[EXTRACTED INFORMATION]
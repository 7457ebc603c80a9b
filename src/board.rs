use rand::Rng;

use crate::grid::Cell;
use crate::snake::Snake;

#[derive(Copy, Clone, Debug, PartialEq, Eq)]
pub enum Tile {
    Empty,
    Food,
}

/// Fixed-size grid holding at most one food tile.
#[derive(Clone, Debug)]
pub struct Board {
    width: i32,
    height: i32,
    tiles: Vec<Tile>,
    food: Option<Cell>,
}

impl Board {
    pub fn new(width: i32, height: i32) -> Self {
        Self {
            width,
            height,
            tiles: vec![Tile::Empty; (width * height) as usize],
            food: None,
        }
    }

    #[cfg(test)]
    pub fn food(&self) -> Option<Cell> {
        self.food
    }

    #[cfg(test)]
    pub fn tile(&self, cell: Cell) -> Tile {
        self.tiles[self.index(cell)]
    }

    pub fn has_food_at(&self, cell: Cell) -> bool {
        self.food == Some(cell)
    }

    /// Row-major iteration over every cell with its tile.
    pub fn tiles(&self) -> impl Iterator<Item = (Cell, Tile)> + '_ {
        self.tiles.iter().enumerate().map(|(i, t)| {
            let i = i as i32;
            (Cell::new(i % self.width, i / self.width), *t)
        })
    }

    pub fn clear_food(&mut self) {
        if let Some(old) = self.food.take() {
            let idx = self.index(old);
            self.tiles[idx] = Tile::Empty;
        }
    }

    pub fn set_food(&mut self, cell: Cell) {
        self.clear_food();
        let idx = self.index(cell);
        self.tiles[idx] = Tile::Food;
        self.food = Some(cell);
    }

    /// Replaces the food with a new one at a uniformly random cell.
    ///
    /// With `avoid_snake` the draw is restricted to cells the snake does not
    /// cover; a fully covered board falls back to any cell.
    pub fn place_food<R: Rng + ?Sized>(
        &mut self,
        rng: &mut R,
        snake: &Snake,
        avoid_snake: bool,
    ) -> Cell {
        self.clear_food();
        let cell = if avoid_snake {
            self.random_free_cell(rng, snake).unwrap_or_else(|| self.random_cell(rng))
        } else {
            self.random_cell(rng)
        };
        self.set_food(cell);
        cell
    }

    fn random_cell<R: Rng + ?Sized>(&self, rng: &mut R) -> Cell {
        Cell::new(rng.gen_range(0..self.width), rng.gen_range(0..self.height))
    }

    fn random_free_cell<R: Rng + ?Sized>(&self, rng: &mut R, snake: &Snake) -> Option<Cell> {
        let free = self.tiles().filter(|(c, _)| !snake.occupies(*c)).count();
        if free == 0 {
            return None;
        }
        let pick = rng.gen_range(0..free);
        self.tiles().map(|(c, _)| c).filter(|c| !snake.occupies(*c)).nth(pick)
    }

    fn index(&self, cell: Cell) -> usize {
        (cell.y * self.width + cell.x) as usize
    }
}

#[cfg(test)]
mod tests {
    use super::*;
    use crate::grid::Direction;
    use rand::SeedableRng;
    use rand::rngs::StdRng;
    use std::collections::HashMap;

    fn food_tiles(board: &Board) -> usize {
        board.tiles().filter(|(_, t)| *t == Tile::Food).count()
    }

    #[test]
    fn new_board_is_empty() {
        let b = Board::new(32, 24);
        assert_eq!(b.tiles().count(), 768);
        assert_eq!(food_tiles(&b), 0);
        assert_eq!(b.food(), None);
    }

    #[test]
    fn tiles_are_row_major() {
        let b = Board::new(4, 3);
        let cells: Vec<Cell> = b.tiles().map(|(c, _)| c).take(6).collect();
        assert_eq!(cells[3], Cell::new(3, 0));
        assert_eq!(cells[4], Cell::new(0, 1));
    }

    #[test]
    fn placing_food_keeps_a_single_marker() {
        let mut rng = StdRng::seed_from_u64(7);
        let mut b = Board::new(8, 6);
        let snake = Snake::new(Cell::new(4, 3), 3, Direction::Right, 10, 8, 6);
        for _ in 0..50 {
            let cell = b.place_food(&mut rng, &snake, false);
            assert_eq!(food_tiles(&b), 1);
            assert_eq!(b.tile(cell), Tile::Food);
            assert!(b.has_food_at(cell));
            assert!((0..8).contains(&cell.x) && (0..6).contains(&cell.y));
        }
    }

    #[test]
    fn avoiding_food_never_lands_on_snake() {
        let mut rng = StdRng::seed_from_u64(11);
        let mut b = Board::new(4, 4);
        let snake = Snake::from_cells(
            (0..4).flat_map(|y| (0..4).map(move |x| Cell::new(x, y))).take(14).collect(),
            Direction::Right,
            16,
        );
        for _ in 0..40 {
            let cell = b.place_food(&mut rng, &snake, true);
            assert!(!snake.occupies(cell), "food spawned under snake at {cell:?}");
        }
    }

    #[test]
    fn every_free_cell_gets_picked() {
        let mut rng = StdRng::seed_from_u64(21);
        let mut b = Board::new(4, 4);
        let snake = Snake::new(Cell::new(2, 1), 3, Direction::Right, 16, 4, 4);
        let mut hits: HashMap<Cell, u32> = HashMap::new();
        for _ in 0..1300 {
            *hits.entry(b.place_food(&mut rng, &snake, true)).or_default() += 1;
        }
        // 13 free cells, 100 draws each on average.
        assert_eq!(hits.len(), 13);
        for (cell, n) in &hits {
            assert!(!snake.occupies(*cell));
            assert!((50..=150).contains(n), "{cell:?} picked {n} times");
        }
    }

    #[test]
    fn full_board_falls_back_to_any_cell() {
        let mut rng = StdRng::seed_from_u64(3);
        let mut b = Board::new(4, 4);
        let snake = Snake::from_cells(
            (0..4).flat_map(|y| (0..4).map(move |x| Cell::new(x, y))).collect(),
            Direction::Right,
            16,
        );
        let cell = b.place_food(&mut rng, &snake, true);
        assert_eq!(b.food(), Some(cell));
        assert_eq!(food_tiles(&b), 1);
    }

    #[test]
    fn clear_food_empties_the_tile() {
        let mut b = Board::new(5, 5);
        b.set_food(Cell::new(2, 2));
        b.set_food(Cell::new(1, 4));
        assert_eq!(b.tile(Cell::new(2, 2)), Tile::Empty);
        b.clear_food();
        assert_eq!(food_tiles(&b), 0);
        assert_eq!(b.food(), None);
    }
}
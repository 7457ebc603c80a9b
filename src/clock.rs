/// Fixed-rate pacing for game frames on top of a variable render rate.
#[derive(Clone, Debug)]
pub struct FrameClock {
    interval: f64,
    accumulated: f64,
}

impl FrameClock {
    /// Frames owed after a long stall are capped so the snake does not jump.
    const MAX_CATCH_UP: u32 = 3;

    pub fn new(interval: f64) -> Self {
        Self { interval, accumulated: 0.0 }
    }

    /// Adds `dt` seconds of render time and returns how many game frames are due.
    pub fn tick(&mut self, dt: f64) -> u32 {
        self.accumulated += dt.max(0.0);
        let mut due = 0;
        while self.accumulated >= self.interval && due < Self::MAX_CATCH_UP {
            self.accumulated -= self.interval;
            due += 1;
        }
        if due == Self::MAX_CATCH_UP {
            self.accumulated = self.accumulated.min(self.interval);
        }
        due
    }
}

#[cfg(test)]
mod tests {
    use super::*;

    #[test]
    fn fires_once_per_interval() {
        let mut clock = FrameClock::new(0.1);
        assert_eq!(clock.tick(0.06), 0);
        assert_eq!(clock.tick(0.06), 1);
        assert_eq!(clock.tick(0.02), 0);
    }

    #[test]
    fn long_stall_is_capped() {
        let mut clock = FrameClock::new(0.1);
        assert_eq!(clock.tick(5.0), 3);
        assert!(clock.tick(0.0) <= 1);
    }

    #[test]
    fn negative_dt_is_ignored() {
        let mut clock = FrameClock::new(0.1);
        assert_eq!(clock.tick(-1.0), 0);
        assert_eq!(clock.tick(0.1), 1);
    }
}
[/EXTRACTED INFORMATION]
HOW TO COMPLETE THIS TASK => Retype the records in full. Keep every line identical to the original.

REPLY =>
repository 7457ebc603c80a9b
filename src/board.rs
use rand::Rng;

use crate::grid::Cell;
use crate::snake::Snake;

#[derive(Copy, Clone, Debug, PartialEq, Eq)]
pub enum Tile {
    Empty,
    Food,
}

/// Fixed-size grid holding at most one food tile.
#[derive(Clone, Debug)]
pub struct Board {
    width: i32,
    height: i32,
    tiles: Vec<Tile>,
    food: Option<Cell>,
}

impl Board {
    pub fn new(width: i32, height: i32) -> Self {
        Self {
            width,
            height,
            tiles: vec![Tile::Empty; (width * height) as usize],
            food: None,
        }
    }

    #[cfg(test)]
    pub fn food(&self) -> Option<Cell> {
        self.food
    }

    #[cfg(test)]
    pub fn tile(&self, cell: Cell) -> Tile {
        self.tiles[self.index(cell)]
    }

    pub fn has_food_at(&self, cell: Cell) -> bool {
        self.food == Some(cell)
    }

    /// Row-major iteration over every cell with its tile.
    pub fn tiles(&self) -> impl Iterator<Item = (Cell, Tile)> + '_ {
        self.tiles.iter().enumerate().map(|(i, t)| {
            let i = i as i32;
            (Cell::new(i % self.width, i / self.width), *t)
        })
    }

    pub fn clear_food(&mut self) {
        if let Some(old) = self.food.take() {
            let idx = self.index(old);
            self.tiles[idx] = Tile::Empty;
        }
    }

    pub fn set_food(&mut self, cell: Cell) {
        self.clear_food();
        let idx = self.index(cell);
        self.tiles[idx] = Tile::Food;
        self.food = Some(cell);
    }

    /// Replaces the food with a new one at a uniformly random cell.
    ///
    /// With `avoid_snake` the draw is restricted to cells the snake does not
    /// cover; a fully covered board falls back to any cell.
    pub fn place_food<R: Rng + ?Sized>(
        &mut self,
        rng: &mut R,
        snake: &Snake,
        avoid_snake: bool,
    ) -> Cell {
        self.clear_food();
        let cell = if avoid_snake {
            self.random_free_cell(rng, snake).unwrap_or_else(|| self.random_cell(rng))
        } else {
            self.random_cell(rng)
        };
        self.set_food(cell);
        cell
    }

    fn random_cell<R: Rng + ?Sized>(&self, rng: &mut R) -> Cell {
        Cell::new(rng.gen_range(0..self.width), rng.gen_range(0..self.height))
    }

    fn random_free_cell<R: Rng + ?Sized>(&self, rng: &mut R, snake: &Snake) -> Option<Cell> {
        let free = self.tiles().filter(|(c, _)| !snake.occupies(*c)).count();
        if free == 0 {
            return None;
        }
        let pick = rng.gen_range(0..free);
        self.tiles().map(|(c, _)| c).filter(|c| !snake.occupies(*c)).nth(pick)
    }

    fn index(&self, cell: Cell) -> usize {
        (cell.y * self.width + cell.x) as usize
    }
}

#[cfg(test)]
mod tests {
    use super::*;
    use crate::grid::Direction;
    use rand::SeedableRng;
    use rand::rngs::StdRng;
    use std::collections::HashMap;

    fn food_tiles(board: &Board) -> usize {
        board.tiles().filter(|(_, t)| *t == Tile::Food).count()
    }

    #[test]
    fn new_board_is_empty() {
        let b = Board::new(32, 24);
        assert_eq!(b.tiles().count(), 768);
        assert_eq!(food_tiles(&b), 0);
        assert_eq!(b.food(), None);
    }

    #[test]
    fn tiles_are_row_major() {
        let b = Board::new(4, 3);
        let cells: Vec<Cell> = b.tiles().map(|(c, _)| c).take(6).collect();
        assert_eq!(cells[3], Cell::new(3, 0));
        assert_eq!(cells[4], Cell::new(0, 1));
    }

    #[test]
    fn placing_food_keeps_a_single_marker() {
        let mut rng = StdRng::seed_from_u64(7);
        let mut b = Board::new(8, 6);
        let snake = Snake::new(Cell::new(4, 3), 3, Direction::Right, 10, 8, 6);
        for _ in 0..50 {
            let cell = b.place_food(&mut rng, &snake, false);
            assert_eq!(food_tiles(&b), 1);
            assert_eq!(b.tile(cell), Tile::Food);
            assert!(b.has_food_at(cell));
            assert!((0..8).contains(&cell.x) && (0..6).contains(&cell.y));
        }
    }

    #[test]
    fn avoiding_food_never_lands_on_snake() {
        let mut rng = StdRng::seed_from_u64(11);
        let mut b = Board::new(4, 4);
        let snake = Snake::from_cells(
            (0..4).flat_map(|y| (0..4).map(move |x| Cell::new(x, y))).take(14).collect(),
            Direction::Right,
            16,
        );
        for _ in 0..40 {
            let cell = b.place_food(&mut rng, &snake, true);
            assert!(!snake.occupies(cell), "food spawned under snake at {cell:?}");
        }
    }

    #[test]
    fn every_free_cell_gets_picked() {
        let mut rng = StdRng::seed_from_u64(21);
        let mut b = Board::new(4, 4);
        let snake = Snake::new(Cell::new(2, 1), 3, Direction::Right, 16, 4, 4);
        let mut hits: HashMap<Cell, u32> = HashMap::new();
        for _ in 0..1300 {
            *hits.entry(b.place_food(&mut rng, &snake, true)).or_default() += 1;
        }
        // 13 free cells, 100 draws each on average.
        assert_eq!(hits.len(), 13);
        for (cell, n) in &hits {
            assert!(!snake.occupies(*cell));
            assert!((50..=150).contains(n), "{cell:?} picked {n} times");
        }
    }

    #[test]
    fn full_board_falls_back_to_any_cell() {
        let mut rng = StdRng::seed_from_u64(3);
        let mut b = Board::new(4, 4);
        let snake = Snake::from_cells(
            (0..4).flat_map(|y| (0..4).map(move |x| Cell::new(x, y))).collect(),
            Direction::Right,
            16,
        );
        let cell = b.place_food(&mut rng, &snake, true);
        assert_eq!(b.food(), Some(cell));
        assert_eq!(food_tiles(&b), 1);
    }

    #[test]
    fn clear_food_empties_the_tile() {
        let mut b = Board::new(5, 5);
        b.set_food(Cell::new(2, 2));
        b.set_food(Cell::new(1, 4));
        assert_eq!(b.tile(Cell::new(2, 2)), Tile::Empty);
        b.clear_food();
        assert_eq!(food_tiles(&b), 0);
        assert_eq!(b.food(), None);
    }
}
repository 7457ebc603c80a9b
filename src/clock.rs
/// Fixed-rate pacing for game frames on top of a variable render rate.
#[derive(Clone, Debug)]
pub struct FrameClock {
    interval: f64,
    accumulated: f64,
}

impl FrameClock {
    /// Frames owed after a long stall are capped so the snake does not jump.
    const MAX_CATCH_UP: u32 = 3;

    pub fn new(interval: f64) -> Self {
        Self { interval, accumulated: 0.0 }
    }

    /// Adds `dt` seconds of render time and returns how many game frames are due.
    pub fn tick(&mut self, dt: f64) -> u32 {
        self.accumulated += dt.max(0.0);
        let mut due = 0;
        while self.accumulated >= self.interval && due < Self::MAX_CATCH_UP {
            self.accumulated -= self.interval;
            due += 1;
        }
        if due == Self::MAX_CATCH_UP {
            self.accumulated = self.accumulated.min(self.interval);
        }
        due
    }
}

#[cfg(test)]
mod tests {
    use super::*;

    #[test]
    fn fires_once_per_interval() {
        let mut clock = FrameClock::new(0.1);
        assert_eq!(clock.tick(0.06), 0);
        assert_eq!(clock.tick(0.06), 1);
        assert_eq!(clock.tick(0.02), 0);
    }

    #[test]
    fn long_stall_is_capped() {
        let mut clock = FrameClock::new(0.1);
        assert_eq!(clock.tick(5.0), 3);
        assert!(clock.tick(0.0) <= 1);
    }

    #[test]
    fn negative_dt_is_ignored() {
        let mut clock = FrameClock::new(0.1);
        assert_eq!(clock.tick(-1.0), 0);
        assert_eq!(clock.tick(0.1), 1);
    }
}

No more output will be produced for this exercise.